Thirty years later, despite the unanswered questions, everyone moved on. The Kid became a business man riding the fame of Eighties celebrity while Razor lived a quiet and unassuming life working in a factory. Along comes Dante Slate, Jr. (Kevin Hart), Dante is the son of a sleazy ring promoter, and it's his job to get the aging fighters to agree to let themselves be characters in a video game so that people can virtually relive the rematch they never saw. Trouble brews when the two fighters are in the same room, and fisticuffs occur while someone catches the action on a cell phone video and then all of a sudden, demand for the fight is at an all-time high.

There are elements to Grudge Match that are incredibly compelling, but completely glossed over for the sake of comedy. When you find out Razor's reason for quitting, it makes sense knowing the effect it had on The Kid. While The Kid isn't hurting financially, there is very clearly an empty part of his life. Even the unintended consequences of Razor's decision are kind of heartbreaking. The idea of the son of a promoter that ripped off The Kid and Razor so much that his bad reputation had spread on over to the son that bears his name when all he wants is to be a legitimate boxing promoter is an extremely interesting angle and one we've never really seen before. The redemption that every character seeks here is noble, and had the potential of making this a great sports move the likes of which we've never really seen.

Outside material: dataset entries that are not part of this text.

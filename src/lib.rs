pub mod client;
pub mod config;
pub mod error;
pub mod models;
pub mod services;
use thiserror::Error;

use crate::models::TaskId;

#[derive(Debug, Error)]
pub enum AppError {
    #[error("Fetch error: {0}")]
    Fetch(String),

    #[error("Decode error: {0}")]
    Decode(String),

    #[error("Stale response discarded for task {task_id} (seq {seq})")]
    StaleResponseDiscarded { task_id: TaskId, seq: u64 },

    #[error("Config error: {0}")]
    Config(String),
}

impl AppError {
    /// Transport failures and unreadable responses both surface as a fetch failure.
    pub fn is_fetch(&self) -> bool {
        matches!(self, AppError::Fetch(_) | AppError::Decode(_))
    }
}

impl From<reqwest::Error> for AppError {
    fn from(e: reqwest::Error) -> Self {
        if e.is_decode() {
            AppError::Decode(e.to_string())
        } else {
            AppError::Fetch(e.to_string())
        }
    }
}

impl From<serde_json::Error> for AppError {
    fn from(e: serde_json::Error) -> Self {
        AppError::Decode(e.to_string())
    }
}
//! Login, registration and session commands.

use gb_green_guide_client::ClientError;
use gb_green_guide_client::auth::Registration;
use gb_green_guide_client::models::Session;
use gb_green_guide_client::state::AppContext;

/// Log in and report the loaded cart.
pub async fn login(ctx: &AppContext, email: &str, password: &str) -> Result<(), ClientError> {
    let session = ctx.auth().login(email, password).await?;
    print_welcome(ctx, &session);
    Ok(())
}

/// Create an account and log in.
pub async fn register(ctx: &AppContext, registration: Registration) -> Result<(), ClientError> {
    let session = ctx.auth().register(registration).await?;
    print_welcome(ctx, &session);
    Ok(())
}

pub async fn logout(ctx: &AppContext) {
    if ctx.session().is_authenticated() {
        ctx.auth().logout().await;
        println!("Logged out.");
    } else {
        println!("Not logged in.");
    }
}

/// Print the current user, or fail if nobody is logged in.
pub fn whoami(ctx: &AppContext) -> Result<(), ClientError> {
    let session = ctx.session().require_active()?;
    let user = &session.user;

    println!("{}", user.label());
    if let Some(email) = &user.email {
        println!("  email: {email}");
    }
    if let Some(phone) = &user.phone {
        println!("  phone: {phone}");
    }
    if let Some(expires_at) = session
        .token
        .expires_at()
        .and_then(|ts| chrono::DateTime::from_timestamp(ts, 0))
    {
        println!("  session expires: {}", expires_at.format("%Y-%m-%d %H:%M UTC"));
    }
    Ok(())
}

fn print_welcome(ctx: &AppContext, session: &Session) {
    println!("Logged in as {}.", session.user.label());
    let count = ctx.cart().item_count();
    if count > 0 {
        println!("Your cart has {count} item(s).");
    }
}
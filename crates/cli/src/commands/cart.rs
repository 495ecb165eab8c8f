//! Cart commands.
//!
//! Every command loads the server cart first, so the printed state is what
//! the server holds after the change.

use gb_green_guide_client::ClientError;
use gb_green_guide_client::models::Cart;
use gb_green_guide_client::state::AppContext;
use gb_green_guide_core::ProductId;

pub async fn show(ctx: &AppContext) -> Result<(), ClientError> {
    let cart = ctx.cart().fetch_cart().await?;
    print_cart(&cart);
    Ok(())
}

pub async fn add(ctx: &AppContext, product_id: ProductId, quantity: u32) -> Result<(), ClientError> {
    ctx.cart().fetch_cart().await?;
    let cart = ctx.cart().add_to_cart(product_id, quantity).await?;
    print_cart(&cart);
    Ok(())
}

pub async fn remove(ctx: &AppContext, product_id: ProductId) -> Result<(), ClientError> {
    ctx.cart().fetch_cart().await?;
    if !ctx.cart().is_in_cart(product_id) {
        return Err(ClientError::InvalidInput(format!(
            "Product {product_id} is not in your cart"
        )));
    }
    let cart = ctx.cart().remove_from_cart(product_id).await?;
    print_cart(&cart);
    Ok(())
}

/// Set a line's quantity; zero removes it.
pub async fn set(ctx: &AppContext, product_id: ProductId, quantity: u32) -> Result<(), ClientError> {
    ctx.cart().fetch_cart().await?;
    let cart = ctx
        .cart()
        .update_cart_item_quantity(product_id, quantity)
        .await?;
    print_cart(&cart);
    Ok(())
}

pub async fn clear(ctx: &AppContext) -> Result<(), ClientError> {
    ctx.cart().clear_cart().await?;
    println!("Cart cleared.");
    Ok(())
}

pub(crate) fn print_cart(cart: &Cart) {
    if cart.is_empty() {
        println!("Your cart is empty.");
        return;
    }

    for line in &cart.items {
        let mut note = String::new();
        if let Some(problem) = line.availability_problem() {
            note = format!("  ! {problem}");
        }
        println!(
            "{:>6}  {:<32} {:>3} x {:>14} = {:>14}{note}",
            line.product.id,
            line.product.name,
            line.quantity,
            line.product.unit_price(),
            line.line_total(),
        );
    }
    println!("{} item(s), subtotal {}", cart.item_count(), cart.subtotal());
}
//! Catalog access: products, the places gallery and product reviews.

use thiserror::Error;
use tracing::{info, instrument};

use gb_green_guide_core::{ProductId, Rating};

use crate::api::{ApiClient, ApiError};
use crate::gallery::{GalleryImage, filter_gallery, filter_products, flatten_gallery};
use crate::models::{Product, Review, ReviewRequest};
use crate::session::SessionStore;

/// Errors that can occur in catalog operations.
#[derive(Debug, Error)]
pub enum CatalogError {
    /// Posting a review needs an active session.
    #[error("Authentication required")]
    AuthRequired,

    /// The review was rejected before sending.
    #[error("Invalid review: {0}")]
    InvalidReview(String),

    #[error(transparent)]
    Api(#[from] ApiError),
}

impl CatalogError {
    /// Message suitable for showing to an end user.
    #[must_use]
    pub fn user_message(&self) -> String {
        match self {
            Self::AuthRequired => "Please log in to leave a review.".to_string(),
            Self::InvalidReview(message) => message.clone(),
            Self::Api(err) => err.user_message(),
        }
    }
}

/// Catalog service over the API client.
#[derive(Debug, Clone)]
pub struct Catalog {
    api: ApiClient,
    session: SessionStore,
}

impl Catalog {
    #[must_use]
    pub const fn new(api: ApiClient, session: SessionStore) -> Self {
        Self { api, session }
    }

    /// All products.
    ///
    /// # Errors
    ///
    /// Returns an error if the API request fails.
    pub async fn products(&self) -> Result<Vec<Product>, CatalogError> {
        Ok(self.api.list_products().await?)
    }

    /// Products matching `query` by name or category.
    ///
    /// # Errors
    ///
    /// Returns an error if the API request fails.
    pub async fn search_products(&self, query: &str) -> Result<Vec<Product>, CatalogError> {
        let products = self.api.list_products().await?;
        Ok(filter_products(&products, query)
            .into_iter()
            .cloned()
            .collect())
    }

    /// A single product.
    ///
    /// # Errors
    ///
    /// Returns an error if the product does not exist or the request fails.
    pub async fn product(&self, product_id: ProductId) -> Result<Product, CatalogError> {
        Ok(self.api.get_product(product_id).await?)
    }

    /// Gallery tiles for every place image, optionally filtered.
    ///
    /// # Errors
    ///
    /// Returns an error if the API request fails.
    pub async fn gallery(&self, query: &str) -> Result<Vec<GalleryImage>, CatalogError> {
        let places = self.api.list_places().await?;
        let images = flatten_gallery(&places);
        Ok(filter_gallery(&images, query).into_iter().cloned().collect())
    }

    /// Reviews for a product.
    ///
    /// # Errors
    ///
    /// Returns an error if the API request fails.
    pub async fn reviews(&self, product_id: ProductId) -> Result<Vec<Review>, CatalogError> {
        Ok(self.api.list_reviews(product_id).await?)
    }

    /// Post a review as the logged-in user.
    ///
    /// # Errors
    ///
    /// Returns `CatalogError::InvalidReview` for a rating outside 1-5 or a
    /// blank comment, `CatalogError::AuthRequired` without a session, or
    /// the API error.
    #[instrument(skip(self, comment), fields(product_id = %product_id, rating = stars))]
    pub async fn post_review(
        &self,
        product_id: ProductId,
        stars: u8,
        comment: &str,
    ) -> Result<Review, CatalogError> {
        let rating = Rating::new(stars).map_err(CatalogError::InvalidReview)?;
        let comment = comment.trim();
        if comment.is_empty() {
            return Err(CatalogError::InvalidReview(
                "Please write a comment".to_string(),
            ));
        }

        let session = self
            .session
            .require_active()
            .map_err(|_| CatalogError::AuthRequired)?;

        let request = ReviewRequest {
            rating,
            comment: comment.to_string(),
        };
        match self
            .api
            .create_review(&session.token, product_id, &request)
            .await
        {
            Ok(review) => {
                info!(review_id = %review.id, "Review posted");
                Ok(review)
            }
            Err(ApiError::Unauthorized) => {
                self.session.handle_unauthorized();
                Err(CatalogError::AuthRequired)
            }
            Err(e) => Err(e.into()),
        }
    }
}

What we get instead is a slapstick comedy that plays up the clumsy old guy angle and the short black character who gets called all sorts of names like Webster. Not to mention the completely ridiculous premise that in no world could Robert De Niro ever outbox Sylvester Stallone. The difference in the kind of shape they're both in physically compared to each other is downright laughable (in a bad way) and Stallone could in real life wipe the floor with De Niro. The writing in Grudge Match feels lazy in every place, held together only by really solid direction from Peter Segal, who's got a pretty strong history with comedy and sports movies (The Longest Yard remake and 50 First Dates, to name a couple), but even that doesn't salvage the movie as a whole.

While Grudge Match isn't a terrible movie, in the busy week that is Christmas you'll have a myriad of films to choose from to see while you avoid spending time with your family. This might be one you'll want to skip.